Exercise instructions |
Pull every line of the entries that has the word "Display".
------ Input for this task
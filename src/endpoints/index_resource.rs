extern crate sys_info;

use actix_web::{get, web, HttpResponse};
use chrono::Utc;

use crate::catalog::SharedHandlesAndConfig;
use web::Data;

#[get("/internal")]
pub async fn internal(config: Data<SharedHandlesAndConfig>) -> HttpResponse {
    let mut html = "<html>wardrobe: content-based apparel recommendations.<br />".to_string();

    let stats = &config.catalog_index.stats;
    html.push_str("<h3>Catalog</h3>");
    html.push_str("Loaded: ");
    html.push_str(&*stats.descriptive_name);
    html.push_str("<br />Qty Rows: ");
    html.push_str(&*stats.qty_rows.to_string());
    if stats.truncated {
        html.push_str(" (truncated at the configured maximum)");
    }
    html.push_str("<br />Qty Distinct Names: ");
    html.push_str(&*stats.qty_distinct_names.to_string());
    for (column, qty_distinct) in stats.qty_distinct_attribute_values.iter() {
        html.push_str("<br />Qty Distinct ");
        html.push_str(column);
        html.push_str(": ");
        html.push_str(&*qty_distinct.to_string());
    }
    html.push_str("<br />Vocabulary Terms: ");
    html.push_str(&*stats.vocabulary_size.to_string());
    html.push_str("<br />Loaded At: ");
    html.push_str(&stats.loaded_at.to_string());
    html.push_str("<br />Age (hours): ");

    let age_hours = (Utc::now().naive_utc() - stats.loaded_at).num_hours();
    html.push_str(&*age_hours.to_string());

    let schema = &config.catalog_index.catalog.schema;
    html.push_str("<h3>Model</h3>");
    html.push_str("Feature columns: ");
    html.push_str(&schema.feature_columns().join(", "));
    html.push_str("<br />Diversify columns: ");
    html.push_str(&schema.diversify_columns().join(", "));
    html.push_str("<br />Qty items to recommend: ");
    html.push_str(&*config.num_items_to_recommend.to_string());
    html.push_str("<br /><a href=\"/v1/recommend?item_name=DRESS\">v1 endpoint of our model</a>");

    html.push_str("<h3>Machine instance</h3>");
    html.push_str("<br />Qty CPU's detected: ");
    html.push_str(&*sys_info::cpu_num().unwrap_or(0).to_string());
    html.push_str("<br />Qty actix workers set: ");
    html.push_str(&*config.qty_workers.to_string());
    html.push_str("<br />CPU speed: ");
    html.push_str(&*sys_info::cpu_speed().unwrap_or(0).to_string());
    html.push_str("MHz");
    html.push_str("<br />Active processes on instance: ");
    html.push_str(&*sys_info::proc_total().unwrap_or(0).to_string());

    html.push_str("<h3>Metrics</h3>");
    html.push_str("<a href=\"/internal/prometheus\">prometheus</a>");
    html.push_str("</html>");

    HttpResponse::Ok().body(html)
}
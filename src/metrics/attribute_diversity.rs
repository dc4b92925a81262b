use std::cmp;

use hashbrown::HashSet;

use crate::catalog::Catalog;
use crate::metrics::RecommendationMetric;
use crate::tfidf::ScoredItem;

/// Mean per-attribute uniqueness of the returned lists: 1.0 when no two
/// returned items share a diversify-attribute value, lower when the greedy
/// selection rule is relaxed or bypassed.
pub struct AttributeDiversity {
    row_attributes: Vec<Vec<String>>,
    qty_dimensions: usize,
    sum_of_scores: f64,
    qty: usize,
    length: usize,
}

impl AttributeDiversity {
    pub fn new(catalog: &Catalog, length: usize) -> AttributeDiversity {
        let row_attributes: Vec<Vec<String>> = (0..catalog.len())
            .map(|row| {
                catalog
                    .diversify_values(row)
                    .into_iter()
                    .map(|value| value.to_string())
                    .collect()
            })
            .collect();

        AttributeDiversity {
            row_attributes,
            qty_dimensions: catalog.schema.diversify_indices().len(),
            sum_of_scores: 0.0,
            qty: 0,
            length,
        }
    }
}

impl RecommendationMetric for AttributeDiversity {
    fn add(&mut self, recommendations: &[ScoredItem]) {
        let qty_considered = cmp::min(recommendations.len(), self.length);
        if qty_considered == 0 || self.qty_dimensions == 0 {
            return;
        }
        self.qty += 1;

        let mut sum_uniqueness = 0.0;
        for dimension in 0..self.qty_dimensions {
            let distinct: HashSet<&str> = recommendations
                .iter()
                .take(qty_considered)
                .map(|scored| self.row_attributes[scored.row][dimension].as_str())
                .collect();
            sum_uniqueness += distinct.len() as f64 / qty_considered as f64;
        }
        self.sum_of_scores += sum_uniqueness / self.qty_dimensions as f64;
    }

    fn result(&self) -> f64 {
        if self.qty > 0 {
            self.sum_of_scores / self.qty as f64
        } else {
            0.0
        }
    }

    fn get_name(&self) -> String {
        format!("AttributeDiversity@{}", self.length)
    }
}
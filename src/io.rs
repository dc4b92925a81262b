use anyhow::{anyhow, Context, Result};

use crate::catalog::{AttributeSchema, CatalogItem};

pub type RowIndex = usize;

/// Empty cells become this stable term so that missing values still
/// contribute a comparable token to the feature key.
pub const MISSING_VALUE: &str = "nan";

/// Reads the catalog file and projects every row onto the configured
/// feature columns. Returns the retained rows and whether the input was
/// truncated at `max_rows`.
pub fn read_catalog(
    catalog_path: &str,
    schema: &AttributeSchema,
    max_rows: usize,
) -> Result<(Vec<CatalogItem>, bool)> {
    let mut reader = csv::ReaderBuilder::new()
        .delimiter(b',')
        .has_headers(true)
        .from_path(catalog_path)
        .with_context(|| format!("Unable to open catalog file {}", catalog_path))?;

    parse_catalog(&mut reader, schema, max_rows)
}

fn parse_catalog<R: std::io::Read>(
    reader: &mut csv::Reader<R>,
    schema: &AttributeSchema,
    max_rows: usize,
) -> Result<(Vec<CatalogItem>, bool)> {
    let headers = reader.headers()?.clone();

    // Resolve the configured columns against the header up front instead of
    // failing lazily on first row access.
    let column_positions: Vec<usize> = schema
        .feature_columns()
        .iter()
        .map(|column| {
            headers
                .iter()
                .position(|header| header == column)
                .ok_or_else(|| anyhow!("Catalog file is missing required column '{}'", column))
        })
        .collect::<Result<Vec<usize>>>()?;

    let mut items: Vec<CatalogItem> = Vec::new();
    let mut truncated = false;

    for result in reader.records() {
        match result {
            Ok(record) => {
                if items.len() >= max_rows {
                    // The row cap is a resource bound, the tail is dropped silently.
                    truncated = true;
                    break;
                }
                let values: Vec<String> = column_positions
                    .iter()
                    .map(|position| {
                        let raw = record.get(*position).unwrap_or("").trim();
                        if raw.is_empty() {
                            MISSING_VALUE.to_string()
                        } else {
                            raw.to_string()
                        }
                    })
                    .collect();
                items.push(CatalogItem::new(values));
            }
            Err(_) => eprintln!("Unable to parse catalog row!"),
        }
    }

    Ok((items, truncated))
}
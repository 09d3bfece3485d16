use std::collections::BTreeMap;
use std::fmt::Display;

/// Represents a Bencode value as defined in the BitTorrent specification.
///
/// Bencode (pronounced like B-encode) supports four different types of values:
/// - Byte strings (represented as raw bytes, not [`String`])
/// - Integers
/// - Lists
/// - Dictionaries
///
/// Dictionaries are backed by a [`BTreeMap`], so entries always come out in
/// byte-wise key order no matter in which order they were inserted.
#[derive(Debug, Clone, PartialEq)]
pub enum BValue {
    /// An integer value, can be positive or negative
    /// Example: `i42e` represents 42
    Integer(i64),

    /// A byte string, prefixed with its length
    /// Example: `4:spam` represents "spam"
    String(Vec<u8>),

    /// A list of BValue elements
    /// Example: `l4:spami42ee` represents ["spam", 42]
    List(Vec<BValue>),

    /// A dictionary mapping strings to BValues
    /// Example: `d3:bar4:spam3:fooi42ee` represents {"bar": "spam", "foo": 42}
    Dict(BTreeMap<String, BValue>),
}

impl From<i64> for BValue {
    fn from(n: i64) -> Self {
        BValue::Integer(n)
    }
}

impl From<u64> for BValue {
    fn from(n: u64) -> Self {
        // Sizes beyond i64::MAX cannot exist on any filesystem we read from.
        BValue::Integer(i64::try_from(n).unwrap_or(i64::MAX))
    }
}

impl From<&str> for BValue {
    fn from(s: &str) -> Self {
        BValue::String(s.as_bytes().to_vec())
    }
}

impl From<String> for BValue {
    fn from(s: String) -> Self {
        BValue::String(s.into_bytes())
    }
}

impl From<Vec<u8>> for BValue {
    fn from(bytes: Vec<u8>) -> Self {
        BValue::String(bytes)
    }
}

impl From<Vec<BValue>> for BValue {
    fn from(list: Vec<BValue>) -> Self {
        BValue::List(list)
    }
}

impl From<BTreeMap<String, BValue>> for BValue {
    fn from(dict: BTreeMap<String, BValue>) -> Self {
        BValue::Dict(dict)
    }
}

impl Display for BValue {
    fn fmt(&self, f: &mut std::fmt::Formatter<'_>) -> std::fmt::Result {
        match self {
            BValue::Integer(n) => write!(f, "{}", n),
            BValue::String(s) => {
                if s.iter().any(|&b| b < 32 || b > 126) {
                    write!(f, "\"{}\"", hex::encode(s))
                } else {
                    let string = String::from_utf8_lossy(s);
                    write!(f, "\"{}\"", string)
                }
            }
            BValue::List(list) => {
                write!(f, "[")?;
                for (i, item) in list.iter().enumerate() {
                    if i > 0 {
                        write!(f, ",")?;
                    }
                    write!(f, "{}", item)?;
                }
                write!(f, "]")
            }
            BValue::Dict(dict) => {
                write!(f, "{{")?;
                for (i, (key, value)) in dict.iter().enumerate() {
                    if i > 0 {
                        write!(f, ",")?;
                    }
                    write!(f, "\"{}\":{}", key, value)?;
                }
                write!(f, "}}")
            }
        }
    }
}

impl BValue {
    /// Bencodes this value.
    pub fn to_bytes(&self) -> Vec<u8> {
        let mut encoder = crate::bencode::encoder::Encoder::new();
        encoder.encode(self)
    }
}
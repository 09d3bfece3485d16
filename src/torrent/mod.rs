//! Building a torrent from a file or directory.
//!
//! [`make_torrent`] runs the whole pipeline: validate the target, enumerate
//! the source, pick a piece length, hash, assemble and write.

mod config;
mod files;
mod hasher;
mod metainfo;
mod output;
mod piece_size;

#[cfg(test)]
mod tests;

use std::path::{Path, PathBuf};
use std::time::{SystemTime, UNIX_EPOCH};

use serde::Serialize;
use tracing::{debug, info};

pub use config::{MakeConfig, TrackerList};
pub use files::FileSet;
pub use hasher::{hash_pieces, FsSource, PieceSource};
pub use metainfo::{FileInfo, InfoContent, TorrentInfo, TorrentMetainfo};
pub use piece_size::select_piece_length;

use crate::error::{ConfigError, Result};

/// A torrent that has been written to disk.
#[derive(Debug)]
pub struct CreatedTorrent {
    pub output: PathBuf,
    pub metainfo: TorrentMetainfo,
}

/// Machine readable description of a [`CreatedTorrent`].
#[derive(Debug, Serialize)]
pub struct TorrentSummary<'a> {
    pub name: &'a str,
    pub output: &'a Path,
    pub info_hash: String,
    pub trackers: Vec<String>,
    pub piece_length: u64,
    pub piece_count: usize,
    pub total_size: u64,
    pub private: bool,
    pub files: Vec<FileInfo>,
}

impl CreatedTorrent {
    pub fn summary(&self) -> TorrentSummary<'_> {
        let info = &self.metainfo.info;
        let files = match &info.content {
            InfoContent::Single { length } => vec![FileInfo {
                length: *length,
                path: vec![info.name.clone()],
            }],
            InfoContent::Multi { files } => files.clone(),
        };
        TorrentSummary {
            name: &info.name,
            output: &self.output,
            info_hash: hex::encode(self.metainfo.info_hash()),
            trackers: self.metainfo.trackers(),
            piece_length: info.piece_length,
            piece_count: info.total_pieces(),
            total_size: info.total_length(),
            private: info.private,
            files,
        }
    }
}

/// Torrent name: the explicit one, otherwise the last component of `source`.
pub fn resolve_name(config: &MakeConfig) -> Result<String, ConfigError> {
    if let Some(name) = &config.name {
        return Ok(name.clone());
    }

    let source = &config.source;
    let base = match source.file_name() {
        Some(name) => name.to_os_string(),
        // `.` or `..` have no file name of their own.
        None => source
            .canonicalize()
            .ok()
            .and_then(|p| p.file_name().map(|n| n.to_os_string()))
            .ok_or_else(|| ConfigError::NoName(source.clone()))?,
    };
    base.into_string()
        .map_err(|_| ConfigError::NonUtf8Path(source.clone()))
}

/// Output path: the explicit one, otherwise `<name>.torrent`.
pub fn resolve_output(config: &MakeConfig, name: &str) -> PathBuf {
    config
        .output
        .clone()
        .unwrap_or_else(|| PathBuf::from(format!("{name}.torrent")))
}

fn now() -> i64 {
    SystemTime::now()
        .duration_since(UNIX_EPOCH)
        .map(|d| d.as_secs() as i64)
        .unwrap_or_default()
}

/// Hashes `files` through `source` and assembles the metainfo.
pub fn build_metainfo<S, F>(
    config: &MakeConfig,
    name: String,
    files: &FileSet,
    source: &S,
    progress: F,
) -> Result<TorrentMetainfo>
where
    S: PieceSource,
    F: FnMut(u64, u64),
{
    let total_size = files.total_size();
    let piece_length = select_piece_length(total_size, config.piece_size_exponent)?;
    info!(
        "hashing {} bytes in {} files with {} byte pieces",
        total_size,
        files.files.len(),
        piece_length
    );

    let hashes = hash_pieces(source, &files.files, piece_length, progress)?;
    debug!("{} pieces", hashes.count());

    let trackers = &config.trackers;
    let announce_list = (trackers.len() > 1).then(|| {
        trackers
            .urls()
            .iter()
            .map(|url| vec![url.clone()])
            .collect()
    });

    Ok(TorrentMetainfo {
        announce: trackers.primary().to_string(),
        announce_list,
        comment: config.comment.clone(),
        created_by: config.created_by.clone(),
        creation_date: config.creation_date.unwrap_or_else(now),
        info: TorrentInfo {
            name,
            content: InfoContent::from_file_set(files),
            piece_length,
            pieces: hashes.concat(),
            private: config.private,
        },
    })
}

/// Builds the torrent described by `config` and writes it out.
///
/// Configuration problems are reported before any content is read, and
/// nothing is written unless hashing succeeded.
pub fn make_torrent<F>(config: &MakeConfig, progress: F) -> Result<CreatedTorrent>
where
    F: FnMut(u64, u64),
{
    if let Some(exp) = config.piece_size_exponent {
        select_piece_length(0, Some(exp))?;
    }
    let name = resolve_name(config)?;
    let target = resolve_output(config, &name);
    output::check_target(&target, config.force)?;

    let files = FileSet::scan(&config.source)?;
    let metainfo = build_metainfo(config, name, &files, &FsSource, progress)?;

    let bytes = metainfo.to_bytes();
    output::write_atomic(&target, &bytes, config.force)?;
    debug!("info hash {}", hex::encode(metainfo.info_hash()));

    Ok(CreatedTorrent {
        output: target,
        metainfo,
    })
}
------------
Written solution |
use std::fmt::Display;
impl Display for BValue {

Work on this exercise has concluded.